In response to a suggestion from Co-Chairman Smith that the United States push for an international form of Megan's Law aimed at sex offenders, Allen replied, “I agree 100 percent. I think it's absolutely appropriate. It's a prime opportunity for American leadership and the leadership of other countries on this issue. It's unbelievably important.

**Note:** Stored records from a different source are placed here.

/*
 * Copyright (c) godot-rust; Bromeon and contributors.
 * This Source Code Form is subject to the terms of the Mozilla Public
 * License, v. 2.0. If a copy of the MPL was not distributed with this
 * file, You can obtain one at https://mozilla.org/MPL/2.0/.
 */

use std::error::Error;
use std::fmt;

use crate::meta::error::ConvertError;
use crate::meta::CallContext;
use crate::sys;

/// Error capable of representing failed ptrcalls, in both directions.
///
/// Allows to inspect the involved class and method via `class_name()` and `method_name()`. Implements the `std::error::Error` trait,
/// so it comes with `Display` and `Error::source()` APIs.
///
/// # Possible error causes
/// - **Failed argument encoding**: an argument's type or width differs from the declared parameter, or a parameter without default
///   was omitted.
/// - **Failed argument conversion**: an argument of a virtual call cannot be converted to the override's parameter type.
/// - **Failed return value conversion**: the return slot does not convert to the expected type.
/// - **User panic**: a Rust override caused a panic.
pub struct CallError {
    // Boxed, so that `Result<T, CallError>` stays small.
    b: Box<InnerCallError>,
}

#[derive(Debug)]
struct InnerCallError {
    class_name: String,
    function_name: String,
    reason: String,
    source: Option<SourceError>,
}

impl CallError {
    // Naming:
    // - check_* means possible failure -- Result<(), Self> is returned.
    // - failed_* means definitive failure -- Self is returned.

    /// Name of the class/builtin whose method failed.
    pub fn class_name(&self) -> &str {
        &self.b.class_name
    }

    /// Name of the function or method that failed.
    pub fn method_name(&self) -> &str {
        &self.b.function_name
    }

    // ------------------------------------------------------------------------------------------------------------------------------------------
    // Constructors returning Result<(), Self>; possible failure

    /// Checks that the Rust return type matches the declared return slot.
    pub(crate) fn check_return_type(
        call_ctx: &CallContext,
        declared: (sys::SlotType, sys::ArgumentMetadata),
        actual: (sys::SlotType, sys::ArgumentMetadata),
    ) -> Result<(), Self> {
        if declared == actual {
            return Ok(());
        }

        let reason = format!(
            "return type is declared as {} ({:?}), but read as {} ({:?})",
            declared.0, declared.1, actual.0, actual.1
        );
        Err(Self::new(call_ctx, reason, None))
    }

    // ------------------------------------------------------------------------------------------------------------------------------------------
    // Constructors returning Self; definitive failure

    pub(crate) fn failed_encoding(call_ctx: &CallContext, err: sys::FrameError) -> Self {
        Self::new(call_ctx, "arguments do not match the declared parameters", Some(SourceError::Frame(err)))
    }

    pub(crate) fn failed_param_conversion(call_ctx: &CallContext, param_index: usize, err: ConvertError) -> Self {
        Self::new(
            call_ctx,
            format!("parameter #{param_index} conversion"),
            Some(SourceError::Convert(err)),
        )
    }

    pub(crate) fn failed_return_conversion(call_ctx: &CallContext, err: ConvertError) -> Self {
        Self::new(call_ctx, "return value conversion", Some(SourceError::Convert(err)))
    }

    pub(crate) fn failed_resolve(call_ctx: &CallContext, err: sys::ResolveError) -> Self {
        Self::new(call_ctx, "method is not bound", Some(SourceError::Resolve(err)))
    }

    #[doc(hidden)]
    pub fn failed_by_user_panic(call_ctx: &CallContext, panic_message: String) -> Self {
        Self::new(call_ctx, format!("function panicked: {panic_message}"), None)
    }

    fn new(call_ctx: &CallContext, reason: impl Into<String>, source: Option<SourceError>) -> Self {
        let inner = InnerCallError {
            class_name: call_ctx.class_name.to_string(),
            function_name: call_ctx.function_name.to_string(),
            reason: reason.into(),
            source,
        };

        Self { b: Box::new(inner) }
    }

    /// Describes the error.
    ///
    /// This is the same as the `Display`/`ToString` repr, but allows to skip the source errors.
    pub fn message(&self, with_source: bool) -> String {
        let InnerCallError {
            class_name,
            function_name,
            reason,
            source,
        } = &*self.b;

        let source_str = match source {
            Some(source) if with_source => format!("\n  Source: {source}"),
            _ => String::new(),
        };

        format!("{class_name}::{function_name}(): {reason}{source_str}")
    }
}

impl fmt::Display for CallError {
    fn fmt(&self, f: &mut fmt::Formatter<'_>) -> fmt::Result {
        write!(f, "{}", self.message(true))
    }
}

impl fmt::Debug for CallError {
    fn fmt(&self, f: &mut fmt::Formatter<'_>) -> fmt::Result {
        write!(f, "CallError({})", self.message(true))
    }
}

impl Error for CallError {
    fn source(&self) -> Option<&(dyn Error + 'static)> {
        match self.b.source.as_ref() {
            Some(SourceError::Convert(err)) => Some(err),
            Some(SourceError::Frame(err)) => Some(err),
            Some(SourceError::Resolve(err)) => Some(err),
            None => None,
        }
    }
}

// ----------------------------------------------------------------------------------------------------------------------------------------------
// Source errors

#[derive(Debug)]
enum SourceError {
    Convert(ConvertError),
    Frame(sys::FrameError),
    Resolve(sys::ResolveError),
}

impl fmt::Display for SourceError {
    fn fmt(&self, f: &mut fmt::Formatter<'_>) -> fmt::Result {
        match self {
            SourceError::Convert(err) => write!(f, "{err}"),
            SourceError::Frame(err) => write!(f, "{err}"),
            SourceError::Resolve(err) => write!(f, "{err}"),
        }
    }
}

#[cfg(test)]
mod tests {
    use super::*;

    fn ctx() -> CallContext<'static> {
        CallContext::func("BridgeCheck", "check")
    }

    #[test]
    fn encoding_error_names_call_and_source() {
        let err = CallError::failed_encoding(
            &ctx(),
            sys::FrameError::MissingArg {
                method: "check",
                param: "text",
            },
        );

        assert_eq!(err.class_name(), "BridgeCheck");
        assert_eq!(err.method_name(), "check");
        assert_eq!(
            err.to_string(),
            "BridgeCheck::check(): arguments do not match the declared parameters\n  \
             Source: parameter `text` of `check` was omitted but has no default"
        );
        assert_eq!(
            err.message(false),
            "BridgeCheck::check(): arguments do not match the declared parameters"
        );
        assert!(err.source().is_some());
    }

    #[test]
    fn return_type_check() {
        let int = (sys::SlotType::Value(sys::VariantType::Int), sys::ArgumentMetadata::None);
        let int32 = (sys::SlotType::Value(sys::VariantType::Int), sys::ArgumentMetadata::IntIsInt32);

        assert!(CallError::check_return_type(&ctx(), int, int).is_ok());

        let err = CallError::check_return_type(&ctx(), int32, int).unwrap_err();
        assert!(err.to_string().contains("declared as int (IntIsInt32)"), "{err}");
    }

    #[test]
    fn call_error_is_small() {
        assert_eq!(std::mem::size_of::<CallError>(), std::mem::size_of::<usize>());
    }
}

These offenders are mobile…offenders from other countries come here, where we have no knowledge about their history or prior record.”

Thursday, April 26, 2007

ROMANIA / ABANDONED BABIES

Abandonment is a key issue affecting children in Romania. UNICEF says that while there has been a notable increase in the number of children being placed in foster or guardian care rather than in institutions, the primary rate of child abandonment has not declined.

THE DESTINY OF ONE YOUNG PERSON RAISED IN AN ORPHANAGE

Article from Monitorul Dec. 2, 2006

By: Daniela Micutariu

This is about the destiny of a student named Gheorghe Nedea. He has written a book entitled "The Destiny of One Young Person who Grew up in an Orphanage". Gheorghe Nedea is 26 years old and in his last year at the University Stefan Cel Mare in Suceava. His major is History and Geography with a specialization in Tourism Geography. He is also the president of the "Protin Association" for young people who have come out of the orphanages in Suceava county. He is the only young person from an orphanage who has had the courage to bare his soul before people in order to let the world know the horrors in which he grew up. The book is addressed to children in the orphanages and to those who have abandoned the orphanages. It is also written for those who have never even lived one day in an orphanage. Gheorghe said, "I want to show the world how these children lived, what it's like in an orphanage and more especially that they are not given any sure future." He said that the horrible reality of the orphanage included beatings, arguments and many wicked things. He added, "All these things and more are experienced by the poor children in the orphanage. It is the price they have to pay for being abandoned. They have no one to encourage them or who can talk to them." In his book, one can find many sad stories that were actually lived out by the author in different orphanages in Suceava county. You can also read about his meeting with a part of his family. The book can be bought at any Orthodox Church in the city of Suceava. With the money received from the sales of the book, Gheorghe Nedea wants to construct Young People's Center for those who have grown too old for the child protection system. He knows that the wish of every young person is to have a place to live.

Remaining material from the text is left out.